Tout ce que vous voudrez. Comment l'appelez-vous?

Ernest Reinhold. Ou je me trompe, ou son nom sera bientôt célèbre, car il sent ce qu'il compose.

Près d'une demi-heure s'écoula avant que l'aimable captive pût quitter le piano où la retenait l'admiration de ses auditeurs. Elle ne fut délivrée qu'au signal de la retraite donné par lady Hélène, l'heure habituelle du repos étant déjà passée.
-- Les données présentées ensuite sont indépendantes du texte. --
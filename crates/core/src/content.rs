//! ContentStore: run-scoped cache of remote file content

use std::collections::HashMap;

use bytes::Bytes;
use tracing::{debug, warn};

use crate::remote::{RemoteError, RemoteStore};

/// Result of reading one remote file
#[derive(Debug)]
pub enum ReadOutcome {
    /// The full file content
    Content(Bytes),
    /// The path could not be read as a file (missing, a directory, no
    /// permission). The session is still healthy.
    Unreadable(RemoteError),
}

impl ReadOutcome {
    /// Read `path`, separating per-file failures from fatal transport errors.
    ///
    /// # Errors
    /// Returns the error if it is fatal for the whole session
    pub async fn read<S>(store: &S, path: &str) -> Result<Self, RemoteError>
    where
        S: RemoteStore + ?Sized,
    {
        match store.read_file(path).await {
            Ok(data) => Ok(Self::Content(data)),
            Err(e) if e.is_fatal() => Err(e),
            Err(e) => Ok(Self::Unreadable(e)),
        }
    }
}

/// Caches the full byte content of every remote file read during a run.
///
/// Unreadable files are remembered as such so they are attempted once.
#[derive(Debug, Default)]
pub struct ContentStore {
    files: HashMap<String, Option<Bytes>>,
}

impl ContentStore {
    #[must_use]
    pub fn new() -> Self {
        Self::default()
    }

    /// Content of `path`, or `None` if it cannot be read as a file.
    ///
    /// The file is read from `store` on first use only.
    ///
    /// # Errors
    /// Only fatal transport errors are returned; anything else is logged
    /// and cached as unreadable.
    pub async fn fetch<S>(
        &mut self,
        store: &S,
        path: &str,
    ) -> Result<Option<Bytes>, RemoteError>
    where
        S: RemoteStore + ?Sized,
    {
        if let Some(data) = self.files.get(path) {
            debug!("File cache hit for '{path}'");
            return Ok(data.clone());
        }

        debug!("Feeding file cache with '{path}'");
        let data = match ReadOutcome::read(store, path).await? {
            ReadOutcome::Content(data) => {
                debug!("Content of '{path}' is {} bytes", data.len());
                Some(data)
            }
            ReadOutcome::Unreadable(e) => {
                warn!("Failed to read remote file '{path}' ({e})");
                None
            }
        };

        self.files.insert(path.to_string(), data.clone());
        Ok(data)
    }

    /// Content of `path` for digest purposes: an unreadable file hashes
    /// like an empty one.
    ///
    /// # Errors
    /// Only fatal transport errors are returned
    pub async fn get<S>(&mut self, store: &S, path: &str) -> Result<Bytes, RemoteError>
    where
        S: RemoteStore + ?Sized,
    {
        Ok(self.fetch(store, path).await?.unwrap_or_default())
    }

    /// Cached content, without any remote access
    #[must_use]
    pub fn cached(&self, path: &str) -> Option<&Bytes> {
        self.files.get(path).and_then(Option::as_ref)
    }

    /// Whether `path` was read and found unreadable
    #[must_use]
    pub fn is_unreadable(&self, path: &str) -> bool {
        matches!(self.files.get(path), Some(None))
    }

    #[must_use]
    pub fn len(&self) -> usize {
        self.files.len()
    }

    #[must_use]
    pub fn is_empty(&self) -> bool {
        self.files.is_empty()
    }

    /// Cached pathnames with their content size; unreadable files count as 0
    pub fn sizes(&self) -> impl Iterator<Item = (&str, usize)> {
        self.files
            .iter()
            .map(|(path, data)| (path.as_str(), data.as_ref().map_or(0, Bytes::len)))
    }
}
//! The seam between the sync engine and whatever holds the remote directory

use async_trait::async_trait;
use bytes::Bytes;

/// How `write_file` treats an existing remote file
#[derive(Debug, Clone, Copy, PartialEq, Eq)]
pub enum WriteMode {
    /// Replace any existing content
    Truncate,
    /// Append to existing content, creating the file if needed
    Append,
}

/// Failures reported by a [`RemoteStore`]
#[derive(Debug, thiserror::Error)]
pub enum RemoteError {
    #[error("no such remote file: {path}")]
    NotFound { path: String },

    #[error("remote path is a directory: {path}")]
    IsDirectory { path: String },

    #[error("permission denied on remote path: {path}")]
    PermissionDenied { path: String },

    #[error("remote {operation} on {path} failed: {message}")]
    Failed {
        operation: &'static str,
        path: String,
        message: String,
    },

    #[error("remote {operation} timed out after {secs}s")]
    Timeout { operation: &'static str, secs: u64 },

    #[error("authentication as {user}@{host} failed: {message}")]
    Auth {
        user: String,
        host: String,
        message: String,
    },

    #[error("transport failure: {0}")]
    Transport(String),
}

impl RemoteError {
    /// Whether the session can no longer be trusted and the run must stop.
    ///
    /// Per-file failures (missing file, directory, permissions, a refused
    /// write) are not fatal.
    #[must_use]
    pub fn is_fatal(&self) -> bool {
        matches!(
            self,
            Self::Timeout { .. } | Self::Auth { .. } | Self::Transport(_)
        )
    }
}

/// Remote directory primitives needed by the engine.
///
/// Paths are remote pathnames as produced by [`remote_join`].
#[async_trait]
pub trait RemoteStore: Send + Sync {
    /// Names (not paths) of the entries in `path`, in server order
    async fn list_directory(&self, path: &str) -> Result<Vec<String>, RemoteError>;

    /// Full content of the file at `path`
    async fn read_file(&self, path: &str) -> Result<Bytes, RemoteError>;

    /// Write `data` to `path`
    async fn write_file(&self, path: &str, data: &[u8], mode: WriteMode)
    -> Result<(), RemoteError>;

    /// Remove the file at `path`
    async fn delete_file(&self, path: &str) -> Result<(), RemoteError>;

    /// Size in bytes of the file at `path`
    async fn stat_size(&self, path: &str) -> Result<u64, RemoteError>;
}

/// Join a remote directory and an entry name with `/`.
#[must_use]
pub fn remote_join(dir: &str, name: &str) -> String {
    if dir.is_empty() {
        name.to_string()
    } else if dir.ends_with('/') {
        format!("{dir}{name}")
    } else {
        format!("{dir}/{name}")
    }
}
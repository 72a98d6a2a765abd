//! markersync: fetch files over SSH when their state markers say so
//!
//! Every remote file `F` may have marker files `F.<STATE>` next to it. A file
//! is fetched when all previous states are present, and afterwards the next
//! states are written as markers holding a digest of the fetched content.

mod debug_log;
mod progress;
mod settings;

use std::path::PathBuf;
use std::process::ExitCode;
use std::time::Duration;

use clap::builder::styling::{AnsiColor, Effects};
use clap::{Parser, builder::Styles};
use color_eyre::{Report, Result};
use rand::Rng as _;
use tracing::{debug, info};

use markersync_core::{
    ConfigError, Lister, RemoteError, RunOutcome, SyncError, SyncOrchestrator,
};
use markersync_transport::SshTransport;

use crate::settings::Settings;

/// Exit statuses, following sysexits(3) for the fatal cases
const EXIT_NOTHING_FETCHED: u8 = 1;
const EXIT_NOTHING_ADVANCED: u8 = 2;
const EXIT_USAGE: u8 = 64;
const EXIT_UNAVAILABLE: u8 = 69;
const EXIT_SOFTWARE: u8 = 70;

const STYLES: Styles = Styles::styled()
    .header(AnsiColor::Green.on_default().effects(Effects::BOLD))
    .usage(AnsiColor::Green.on_default().effects(Effects::BOLD))
    .literal(AnsiColor::Cyan.on_default().effects(Effects::BOLD))
    .placeholder(AnsiColor::Cyan.on_default())
    .valid(AnsiColor::Green.on_default())
    .invalid(AnsiColor::Red.on_default());

#[derive(Parser, Debug)]
#[command(name = "markersync")]
#[command(version)]
#[command(styles = STYLES)]
#[command(about = "Fetch remote files whose state marker files allow it")]
#[command(long_about = r#"
markersync fetches files from a remote directory over SSH, driven by marker
files named <file>.<STATE> that sit next to each file.

A file is fetched when every previous state is present. Afterwards each next
state is created as a marker holding a digest of the fetched content, so the
file is skipped on the next run unless it changes.

Exit status:
  0   success
  1   nothing fetched (or nothing listed with --list-files)
  2   no next state created (with --no-fetch)
  64  invalid options
  69  connection, authentication or timeout failure
  70  any other error

Examples:
  markersync -u import --remote-server sftp.example.com -p TRANSFERED -n FETCHED -l ./in
  markersync -u import --remote-server sftp.example.com --list-files -p TRANSFERED
"#)]
struct Cli {
    /// TOML config file [default: ./markersync.toml if present]
    #[arg(short, long, value_name = "PATH")]
    config: Option<PathBuf>,

    /// Remote login name
    #[arg(short = 'u', long, value_name = "USER")]
    remote_user: Option<String>,

    /// Remote SSH server
    #[arg(long, value_name = "HOST")]
    remote_server: Option<String>,

    /// Remote SSH port [default: 22]
    #[arg(long, value_name = "PORT")]
    remote_port: Option<u16>,

    /// Remote directory holding the files and their markers [default: incoming]
    #[arg(short, long, value_name = "DIR")]
    remote_dir: Option<String>,

    /// Local directory receiving fetched files [default: .]
    #[arg(short, long, value_name = "DIR")]
    local_dir: Option<PathBuf>,

    /// State that must be present before a file is fetched (repeatable)
    #[arg(short, long = "previous-state", value_name = "STATE")]
    previous_state: Vec<String>,

    /// State to create after a file was fetched (repeatable)
    #[arg(short, long = "next-state", value_name = "STATE")]
    next_state: Vec<String>,

    /// Known hosts file the server key is checked against [default: ~/.ssh/known_hosts]
    #[arg(long, value_name = "PATH")]
    ssh_host_key_file: Option<PathBuf>,

    /// Private key used to authenticate [default: ~/.ssh/id_rsa]
    #[arg(long, value_name = "PATH")]
    ssh_rsa_id_file: Option<PathBuf>,

    /// Write ssh client diagnostics to the debug log
    #[arg(long)]
    ssh_debug: bool,

    /// Delete the remote file after fetching it
    #[arg(long)]
    delete_remote_file: bool,

    /// Delete every empty state file of a fetched file
    #[arg(long)]
    delete_remote_all_statefiles: bool,

    /// Delete the previous state files of a fetched file
    #[arg(long)]
    delete_remote_previous_statefiles: bool,

    /// Treat empty state files as absent
    #[arg(long, alias = "force-integrity-check")]
    force_state_check: bool,

    /// Accept every existing state file without checking its digest
    #[arg(long, alias = "skip-integrity-check")]
    skip_state_check: bool,

    /// Only print the files having all previous states
    #[arg(long, alias = "list-only")]
    list_files: bool,

    /// Create next states without fetching the files
    #[arg(long)]
    no_fetch: bool,

    /// Log what would be done without changing anything (implies --verbose)
    #[arg(short, long)]
    dry_run: bool,

    /// Log decisions and actions to the console
    #[arg(short, long)]
    verbose: bool,

    /// Log every check to the console (implies --verbose)
    #[arg(long)]
    debug: bool,

    /// Per-operation SSH timeout in seconds [default: 30]
    #[arg(long, value_name = "SECS")]
    timeout: Option<u64>,

    /// Append an info-level log to this file
    #[arg(long, value_name = "PATH")]
    log_file: Option<PathBuf>,

    /// Wait a random delay of up to this many seconds before starting
    #[arg(long, value_name = "SECS")]
    start_jitter: Option<u64>,
}

#[tokio::main]
async fn main() -> ExitCode {
    if let Err(e) = color_eyre::install() {
        eprintln!("failed to install error reporting: {e}");
        return ExitCode::from(EXIT_SOFTWARE);
    }

    let cli = match Cli::try_parse() {
        Ok(cli) => cli,
        Err(e) => {
            // --help and --version also arrive here
            let code = if e.use_stderr() { EXIT_USAGE } else { 0 };
            let _ = e.print();
            return ExitCode::from(code);
        }
    };

    match run(cli).await {
        Ok(code) => code,
        Err(report) => report_error(&report),
    }
}

async fn run(cli: Cli) -> Result<ExitCode> {
    let settings = Settings::from_cli(&cli)?;
    let _log = debug_log::init(settings.console_level, settings.log_file())?;
    let sync = &settings.sync;

    if !settings.start_jitter.is_zero() {
        let max_ms = u64::try_from(settings.start_jitter.as_millis()).unwrap_or(u64::MAX);
        let delay = Duration::from_millis(rand::rng().random_range(0..=max_ms));
        debug!("Sleeping {delay:?} before starting");
        tokio::time::sleep(delay).await;
    }

    info!(
        "Importing {}@{}:{} -> {}",
        settings.ssh.user,
        settings.ssh.host,
        sync.remote_dir,
        sync.local_dir.display()
    );

    let progress = progress::RunProgress::new();
    progress.connecting(&settings.ssh.user, &settings.ssh.host);
    let transport = SshTransport::connect(settings.ssh.clone()).await?;

    if sync.list_only {
        let names = Lister::new(&transport, &sync.remote_dir)
            .list(&sync.previous_states)
            .await?;
        for name in &names {
            println!("{name}");
        }
        return Ok(if names.is_empty() {
            ExitCode::from(EXIT_NOTHING_FETCHED)
        } else {
            ExitCode::SUCCESS
        });
    }

    let mut orchestrator = SyncOrchestrator::new(&transport, sync);
    let report = orchestrator.run().await?;
    orchestrator.caches().log_summary();
    progress.finish(&report);

    Ok(match report.outcome() {
        RunOutcome::Success => ExitCode::SUCCESS,
        RunOutcome::NothingFetched => ExitCode::from(EXIT_NOTHING_FETCHED),
        RunOutcome::NothingAdvanced => ExitCode::from(EXIT_NOTHING_ADVANCED),
    })
}

/// Print `report` and pick the exit status for it
fn report_error(report: &Report) -> ExitCode {
    if let Some(e) = report.downcast_ref::<ConfigError>() {
        eprintln!("{} {e}", console::style("error:").red().bold());
        eprintln!("\nFor more information, try '--help'.");
        return ExitCode::from(EXIT_USAGE);
    }
    eprintln!("{report:?}");
    ExitCode::from(exit_status(report))
}

fn exit_status(report: &Report) -> u8 {
    let remote = report.downcast_ref::<RemoteError>().or_else(|| {
        match report.downcast_ref::<SyncError>() {
            Some(SyncError::Remote(e)) => Some(e),
            _ => None,
        }
    });
    match remote {
        Some(e) if e.is_fatal() => EXIT_UNAVAILABLE,
        _ => EXIT_SOFTWARE,
    }
}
Saint-Edmunds resta quelques minutes encore avec sir Charles et Edouard pour arranger l'emploi de sa matinée du lendemain, tandis que tous les deux seraient absorbés par la défense de leur influence dans le comté. On convint d'une expédition contre les perdrix et les lièvres en compagnie du garde, et là-dessus le jeune homme regagna ses quartiers en se disant qu'après tout la vie à Redburn n'était pas aussi ennuyeuse qu'il l'avait cru. Réflexion judicieuse et due sans nul doute à la conversation animée et aux yeux brillants de sa cousine Constance.

IV

Certes, la beauté de Constance était bien faite pour répandre un charme particulier autour d'elle. Pourtant, lecteur sceptique, n'imaginez pas que nous vantions l'éclat de ses yeux, la perfection sculpturale de son nez grec et la grâce de sa personne, uniquement parce que nous ne pouvons louer en elle des qualités d'un ordre supérieur. Son caractère est aussi heureux que son teint est transparent, et quant à son esprit, il n'a pas moins de finesse que la plus fine des aiguilles contenues dans ce charmant étui sur lequel on lit: Qui me néglige me perd. Ajoutez à cela qu'elle dirige admirablement la maison, qu'elle tient tous les comptes dans un ordre parfait, ce qui ne l'empêche pas d'être fort érudite, comme vous pourrez vous en convaincre, si jamais vous obtenez la faveur de pénétrer dans sa retraite. Là vous trouverez, entre un chien maltais pur-sang, un bel oiseau des Indes occidentales nommé Dandy et une foule de fleurs, un nombre considérable de livres. Non point de vos stupides romans, s'il vous plaît, mais des ouvrages sérieux, abstraits, d'histoire et de religion, en anglais, en français, en allemand et en italien; tous couverts de notes tracées d'une écriture fine et déliée. Mais, comme le monde européen a entendu parler de la belle Constance, nous ne prolongerons point cette inutile et imparfaite description de ses qualités, préférant de raconter sommairement les circonstances qui ont mis Cécile en contact avec elle.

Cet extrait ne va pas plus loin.